- _Instructions to follow_
Give back every line of the data below exactly.

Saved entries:
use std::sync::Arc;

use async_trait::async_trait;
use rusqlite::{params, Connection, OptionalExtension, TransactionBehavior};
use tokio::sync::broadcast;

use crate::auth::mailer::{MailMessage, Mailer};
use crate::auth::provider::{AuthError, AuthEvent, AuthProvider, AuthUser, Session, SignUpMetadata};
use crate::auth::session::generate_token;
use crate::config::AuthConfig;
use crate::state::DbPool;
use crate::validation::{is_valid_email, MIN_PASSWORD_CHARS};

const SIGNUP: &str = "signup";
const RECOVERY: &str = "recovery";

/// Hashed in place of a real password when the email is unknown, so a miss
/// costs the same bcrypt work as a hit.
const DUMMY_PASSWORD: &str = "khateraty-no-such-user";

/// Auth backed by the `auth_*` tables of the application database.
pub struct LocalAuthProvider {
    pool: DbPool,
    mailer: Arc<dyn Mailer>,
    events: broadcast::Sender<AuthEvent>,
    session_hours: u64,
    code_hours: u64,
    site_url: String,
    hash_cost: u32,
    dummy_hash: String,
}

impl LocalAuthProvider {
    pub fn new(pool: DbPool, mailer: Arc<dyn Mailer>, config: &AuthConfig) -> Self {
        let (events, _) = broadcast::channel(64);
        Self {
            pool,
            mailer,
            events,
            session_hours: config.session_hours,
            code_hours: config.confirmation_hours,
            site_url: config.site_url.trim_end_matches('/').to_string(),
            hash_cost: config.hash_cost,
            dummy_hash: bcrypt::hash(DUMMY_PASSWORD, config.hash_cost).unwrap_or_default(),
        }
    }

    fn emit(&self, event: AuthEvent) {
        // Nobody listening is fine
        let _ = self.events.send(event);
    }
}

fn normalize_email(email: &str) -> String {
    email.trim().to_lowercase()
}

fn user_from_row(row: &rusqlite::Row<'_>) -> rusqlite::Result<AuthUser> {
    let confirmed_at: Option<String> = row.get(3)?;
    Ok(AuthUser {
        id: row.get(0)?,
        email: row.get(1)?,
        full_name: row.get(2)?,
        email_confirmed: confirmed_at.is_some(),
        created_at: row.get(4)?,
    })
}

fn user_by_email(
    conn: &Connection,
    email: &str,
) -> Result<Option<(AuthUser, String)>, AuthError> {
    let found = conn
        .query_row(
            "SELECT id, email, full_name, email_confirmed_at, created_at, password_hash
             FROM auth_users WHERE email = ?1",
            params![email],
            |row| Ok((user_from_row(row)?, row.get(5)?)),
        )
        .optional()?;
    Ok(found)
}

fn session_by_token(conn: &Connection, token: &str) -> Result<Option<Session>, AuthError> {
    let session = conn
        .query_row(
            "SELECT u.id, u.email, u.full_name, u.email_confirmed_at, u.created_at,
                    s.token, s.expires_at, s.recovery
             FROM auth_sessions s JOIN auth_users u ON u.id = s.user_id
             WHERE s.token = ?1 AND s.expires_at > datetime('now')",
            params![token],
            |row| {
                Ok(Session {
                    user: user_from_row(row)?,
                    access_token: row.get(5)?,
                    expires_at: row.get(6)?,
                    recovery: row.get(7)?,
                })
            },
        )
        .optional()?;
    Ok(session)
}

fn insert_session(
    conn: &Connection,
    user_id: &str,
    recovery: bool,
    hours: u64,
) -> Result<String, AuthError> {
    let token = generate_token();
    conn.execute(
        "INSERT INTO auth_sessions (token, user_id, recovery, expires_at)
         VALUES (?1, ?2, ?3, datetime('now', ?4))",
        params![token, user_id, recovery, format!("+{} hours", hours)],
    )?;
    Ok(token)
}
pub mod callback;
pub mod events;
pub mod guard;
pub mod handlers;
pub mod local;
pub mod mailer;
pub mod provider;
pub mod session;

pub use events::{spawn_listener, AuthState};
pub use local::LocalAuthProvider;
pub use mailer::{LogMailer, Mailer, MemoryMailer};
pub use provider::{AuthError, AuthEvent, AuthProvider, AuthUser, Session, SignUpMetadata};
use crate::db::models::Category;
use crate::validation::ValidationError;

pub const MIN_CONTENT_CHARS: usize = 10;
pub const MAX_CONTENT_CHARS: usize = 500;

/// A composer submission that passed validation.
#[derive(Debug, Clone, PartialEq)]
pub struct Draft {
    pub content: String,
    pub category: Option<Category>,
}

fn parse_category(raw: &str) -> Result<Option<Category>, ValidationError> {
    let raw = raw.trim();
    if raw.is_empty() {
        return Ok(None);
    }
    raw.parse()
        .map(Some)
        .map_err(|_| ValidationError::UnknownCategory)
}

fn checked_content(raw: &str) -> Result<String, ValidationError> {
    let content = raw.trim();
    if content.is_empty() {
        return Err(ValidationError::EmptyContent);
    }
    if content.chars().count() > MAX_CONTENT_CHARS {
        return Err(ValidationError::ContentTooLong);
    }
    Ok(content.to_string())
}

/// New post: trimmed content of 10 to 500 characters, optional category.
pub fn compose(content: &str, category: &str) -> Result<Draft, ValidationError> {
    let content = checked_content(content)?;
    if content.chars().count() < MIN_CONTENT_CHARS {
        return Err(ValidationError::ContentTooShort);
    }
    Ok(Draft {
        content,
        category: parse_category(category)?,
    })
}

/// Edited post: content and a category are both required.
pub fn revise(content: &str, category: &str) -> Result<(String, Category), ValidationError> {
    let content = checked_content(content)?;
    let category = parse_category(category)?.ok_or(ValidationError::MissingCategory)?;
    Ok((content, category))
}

- _Solution to this exercise_
use std::sync::Arc;

use async_trait::async_trait;
use rusqlite::{params, Connection, OptionalExtension, TransactionBehavior};
use tokio::sync::broadcast;

use crate::auth::mailer::{MailMessage, Mailer};
use crate::auth::provider::{AuthError, AuthEvent, AuthProvider, AuthUser, Session, SignUpMetadata};
use crate::auth::session::generate_token;
use crate::config::AuthConfig;
use crate::state::DbPool;
use crate::validation::{is_valid_email, MIN_PASSWORD_CHARS};

const SIGNUP: &str = "signup";
const RECOVERY: &str = "recovery";

/// Hashed in place of a real password when the email is unknown, so a miss
/// costs the same bcrypt work as a hit.
const DUMMY_PASSWORD: &str = "khateraty-no-such-user";

/// Auth backed by the `auth_*` tables of the application database.
pub struct LocalAuthProvider {
    pool: DbPool,
    mailer: Arc<dyn Mailer>,
    events: broadcast::Sender<AuthEvent>,
    session_hours: u64,
    code_hours: u64,
    site_url: String,
    hash_cost: u32,
    dummy_hash: String,
}

impl LocalAuthProvider {
    pub fn new(pool: DbPool, mailer: Arc<dyn Mailer>, config: &AuthConfig) -> Self {
        let (events, _) = broadcast::channel(64);
        Self {
            pool,
            mailer,
            events,
            session_hours: config.session_hours,
            code_hours: config.confirmation_hours,
            site_url: config.site_url.trim_end_matches('/').to_string(),
            hash_cost: config.hash_cost,
            dummy_hash: bcrypt::hash(DUMMY_PASSWORD, config.hash_cost).unwrap_or_default(),
        }
    }

    fn emit(&self, event: AuthEvent) {
        // Nobody listening is fine
        let _ = self.events.send(event);
    }
}

fn normalize_email(email: &str) -> String {
    email.trim().to_lowercase()
}

fn user_from_row(row: &rusqlite::Row<'_>) -> rusqlite::Result<AuthUser> {
    let confirmed_at: Option<String> = row.get(3)?;
    Ok(AuthUser {
        id: row.get(0)?,
        email: row.get(1)?,
        full_name: row.get(2)?,
        email_confirmed: confirmed_at.is_some(),
        created_at: row.get(4)?,
    })
}

fn user_by_email(
    conn: &Connection,
    email: &str,
) -> Result<Option<(AuthUser, String)>, AuthError> {
    let found = conn
        .query_row(
            "SELECT id, email, full_name, email_confirmed_at, created_at, password_hash
             FROM auth_users WHERE email = ?1",
            params![email],
            |row| Ok((user_from_row(row)?, row.get(5)?)),
        )
        .optional()?;
    Ok(found)
}

fn session_by_token(conn: &Connection, token: &str) -> Result<Option<Session>, AuthError> {
    let session = conn
        .query_row(
            "SELECT u.id, u.email, u.full_name, u.email_confirmed_at, u.created_at,
                    s.token, s.expires_at, s.recovery
             FROM auth_sessions s JOIN auth_users u ON u.id = s.user_id
             WHERE s.token = ?1 AND s.expires_at > datetime('now')",
            params![token],
            |row| {
                Ok(Session {
                    user: user_from_row(row)?,
                    access_token: row.get(5)?,
                    expires_at: row.get(6)?,
                    recovery: row.get(7)?,
                })
            },
        )
        .optional()?;
    Ok(session)
}

fn insert_session(
    conn: &Connection,
    user_id: &str,
    recovery: bool,
    hours: u64,
) -> Result<String, AuthError> {
    let token = generate_token();
    conn.execute(
        "INSERT INTO auth_sessions (token, user_id, recovery, expires_at)
         VALUES (?1, ?2, ?3, datetime('now', ?4))",
        params![token, user_id, recovery, format!("+{} hours", hours)],
    )?;
    Ok(token)
}
pub mod callback;
pub mod events;
pub mod guard;
pub mod handlers;
pub mod local;
pub mod mailer;
pub mod provider;
pub mod session;

pub use events::{spawn_listener, AuthState};
pub use local::LocalAuthProvider;
pub use mailer::{LogMailer, Mailer, MemoryMailer};
pub use provider::{AuthError, AuthEvent, AuthProvider, AuthUser, Session, SignUpMetadata};
use crate::db::models::Category;
use crate::validation::ValidationError;

pub const MIN_CONTENT_CHARS: usize = 10;
pub const MAX_CONTENT_CHARS: usize = 500;

/// A composer submission that passed validation.
#[derive(Debug, Clone, PartialEq)]
pub struct Draft {
    pub content: String,
    pub category: Option<Category>,
}

fn parse_category(raw: &str) -> Result<Option<Category>, ValidationError> {
    let raw = raw.trim();
    if raw.is_empty() {
        return Ok(None);
    }
    raw.parse()
        .map(Some)
        .map_err(|_| ValidationError::UnknownCategory)
}

fn checked_content(raw: &str) -> Result<String, ValidationError> {
    let content = raw.trim();
    if content.is_empty() {
        return Err(ValidationError::EmptyContent);
    }
    if content.chars().count() > MAX_CONTENT_CHARS {
        return Err(ValidationError::ContentTooLong);
    }
    Ok(content.to_string())
}

/// New post: trimmed content of 10 to 500 characters, optional category.
pub fn compose(content: &str, category: &str) -> Result<Draft, ValidationError> {
    let content = checked_content(content)?;
    if content.chars().count() < MIN_CONTENT_CHARS {
        return Err(ValidationError::ContentTooShort);
    }
    Ok(Draft {
        content,
        category: parse_category(category)?,
    })
}

/// Edited post: content and a category are both required.
pub fn revise(content: &str, category: &str) -> Result<(String, Category), ValidationError> {
    let content = checked_content(content)?;
    let category = parse_category(category)?.ok_or(ValidationError::MissingCategory)?;
    Ok((content, category))
}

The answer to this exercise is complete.